CORPUS CHRISTI, Texas – From virtual reality headsets to immersive virtual environments, the new Immersive Reality Lab (IRL) at Texas A&M University-Corpus Christi is providing unique opportunities for Islander students, faculty, and staff to explore cutting-edge and interactive learning experiences. Funded by both institutional funds and CARES Act money, the need for the space became more important following the COVID-19 pandemic and the growing demand for virtual learning environments.

The IRL, located in the university’s Mary and Jeff Bell Library, uses the latest in extended reality (XR) software which includes virtual reality (VR) headsets equipped with HTC Vive Pro Eye technology. It also features Cave Automatic Virtual Environment (CAVE) technology, a three-wall wrap-around highly-immersive projection space that provides XR experiences for one or more users at time. The CAVE utilizes lightweight stereoscopic glasses that offer users nearly complete freedom of movement and the ability to view rendered 3D objects from individual points of view.

“As XR technology continues to grow in popularity across various industries, it is important for students to have exposure to this technology and develop the necessary skills to work with it,” said Joseph Doan, TAMU-CC IRL Coordinator. Institutions that offer XR lab space and training can help students not only foster innovation, but it also helps prepare them for careers in fields such as engineering, gaming, health care, and more. The possibilities are limitless.”

Azalia Valadez ’23, graphic design major, said that she can see endless opportunities when pairing her coursework with the technology.

“My favorite part is the 3D drawing,” Valadez said. “There are a lot of options and effects to choose from and even the ability to create a full mural. As a graphic designer, we create content that’s meant to bridge the gap between the consumer and the brand, and with XR technology, there are no gaps in between. You are literally ‘in’ the art.”

Doan has conducted exploratory conversations with faculty in the areas of computer science, communication and media arts, psychology, counseling, art, chemistry, and physics on the possible integration of the IRL in their curriculum. In addition, the IRL is currently working with Dr. Callie Shaw, Assistant Professor of Criminal Justice, to implement the use of XR content into her classroom pedagogy.

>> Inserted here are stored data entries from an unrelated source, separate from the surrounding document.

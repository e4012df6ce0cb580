use rust_decimal::Decimal;

/// `a * b` without rounding.
///
/// `None` when the result overflows or would need more than 28 fractional
/// digits; `rust_decimal` silently rounds in the latter case, visible as a
/// result scale below `a.scale() + b.scale()`.
pub(crate) fn exact_mul(a: Decimal, b: Decimal) -> Option<Decimal> {
    let product = a.checked_mul(b)?;
    if a.is_zero() || b.is_zero() || product.scale() == a.scale() + b.scale() {
        Some(product)
    } else {
        None
    }
}

/// `a + b` without rounding. Same contract as [`exact_mul`].
pub(crate) fn exact_add(a: Decimal, b: Decimal) -> Option<Decimal> {
    let sum = a.checked_add(b)?;
    if a.is_zero() || b.is_zero() || sum.scale() == a.scale().max(b.scale()) {
        Some(sum)
    } else {
        None
    }
}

“The accessibility of this technology truly places a phenomenal resource at the fingertips of our students,” Shaw said. “Traditional methods of teaching and learning in criminal justice often rely on theoretical concepts and hypothetical scenarios, which can sometimes feel detached from the reality of actual law enforcement situations. By leveraging the immersive technology available at the IRL, we saw an opportunity to provide our students with a more realistic and experiential learning environment.”

Islanders interested in using the IRL for academic courses, research, or development purposes are asked to meet with Doan to determine if the lab can meet their needs. Plans are in place to include external users as the IRL further develops its technological and collaboration capabilities.